Source records
#####

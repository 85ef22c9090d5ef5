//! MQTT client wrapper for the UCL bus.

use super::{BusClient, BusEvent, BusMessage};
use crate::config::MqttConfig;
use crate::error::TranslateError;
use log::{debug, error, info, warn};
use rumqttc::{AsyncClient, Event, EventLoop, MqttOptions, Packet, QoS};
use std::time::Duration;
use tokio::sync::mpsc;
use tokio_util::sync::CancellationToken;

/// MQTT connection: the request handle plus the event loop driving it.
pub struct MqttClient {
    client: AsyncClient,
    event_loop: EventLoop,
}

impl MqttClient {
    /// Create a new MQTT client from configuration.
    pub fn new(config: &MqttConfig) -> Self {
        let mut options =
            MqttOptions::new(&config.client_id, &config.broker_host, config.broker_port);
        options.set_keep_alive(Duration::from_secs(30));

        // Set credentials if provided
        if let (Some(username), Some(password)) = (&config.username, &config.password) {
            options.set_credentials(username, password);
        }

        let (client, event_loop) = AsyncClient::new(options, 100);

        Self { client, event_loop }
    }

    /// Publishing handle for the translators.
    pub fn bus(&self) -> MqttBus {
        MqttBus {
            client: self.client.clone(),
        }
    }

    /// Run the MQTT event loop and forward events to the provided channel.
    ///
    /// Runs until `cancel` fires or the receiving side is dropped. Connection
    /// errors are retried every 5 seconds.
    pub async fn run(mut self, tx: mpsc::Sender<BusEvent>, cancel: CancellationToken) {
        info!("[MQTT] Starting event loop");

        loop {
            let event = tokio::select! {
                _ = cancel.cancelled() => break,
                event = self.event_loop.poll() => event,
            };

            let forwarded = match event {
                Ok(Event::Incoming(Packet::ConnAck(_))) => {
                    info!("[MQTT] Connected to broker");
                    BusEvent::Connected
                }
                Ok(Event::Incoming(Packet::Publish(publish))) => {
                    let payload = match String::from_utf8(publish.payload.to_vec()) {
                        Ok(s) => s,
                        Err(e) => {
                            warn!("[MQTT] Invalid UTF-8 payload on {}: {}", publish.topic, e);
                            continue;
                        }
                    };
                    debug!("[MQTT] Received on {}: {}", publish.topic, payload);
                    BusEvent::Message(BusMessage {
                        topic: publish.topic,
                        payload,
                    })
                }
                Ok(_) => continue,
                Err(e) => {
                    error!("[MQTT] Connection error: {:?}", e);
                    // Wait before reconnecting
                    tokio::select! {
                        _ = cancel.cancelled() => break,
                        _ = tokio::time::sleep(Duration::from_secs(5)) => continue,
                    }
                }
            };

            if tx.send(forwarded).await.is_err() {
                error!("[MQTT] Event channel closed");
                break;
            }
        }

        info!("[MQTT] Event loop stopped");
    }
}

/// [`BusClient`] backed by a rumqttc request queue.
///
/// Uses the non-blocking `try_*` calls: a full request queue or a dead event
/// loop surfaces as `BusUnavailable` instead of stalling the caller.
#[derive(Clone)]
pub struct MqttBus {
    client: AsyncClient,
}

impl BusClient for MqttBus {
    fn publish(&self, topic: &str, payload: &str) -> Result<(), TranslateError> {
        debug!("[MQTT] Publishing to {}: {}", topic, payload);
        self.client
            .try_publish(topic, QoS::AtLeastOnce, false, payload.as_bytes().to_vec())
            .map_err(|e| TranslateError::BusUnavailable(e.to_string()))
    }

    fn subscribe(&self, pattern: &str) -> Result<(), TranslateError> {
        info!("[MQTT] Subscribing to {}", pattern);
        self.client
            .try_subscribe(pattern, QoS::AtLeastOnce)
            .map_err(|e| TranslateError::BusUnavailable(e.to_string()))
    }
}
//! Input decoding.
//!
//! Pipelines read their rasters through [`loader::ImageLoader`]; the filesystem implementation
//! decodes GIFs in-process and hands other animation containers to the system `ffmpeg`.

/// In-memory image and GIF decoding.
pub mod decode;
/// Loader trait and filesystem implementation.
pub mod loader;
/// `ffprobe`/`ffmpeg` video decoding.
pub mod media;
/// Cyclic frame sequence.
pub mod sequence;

#####

§ **Goal of the exercise**: The answer is the run of lines above from the line containing "#[derive(Clone)]" through the line containing "QoS::AtLeastOnce, false, payload.as_bytes().to_vec())", copied exactly and alone.

§ **Written answer**:
#[derive(Clone)]
pub struct MqttBus {
    client: AsyncClient,
}

impl BusClient for MqttBus {
    fn publish(&self, topic: &str, payload: &str) -> Result<(), TranslateError> {
        debug!("[MQTT] Publishing to {}: {}", topic, payload);
        self.client
            .try_publish(topic, QoS::AtLeastOnce, false, payload.as_bytes().to_vec())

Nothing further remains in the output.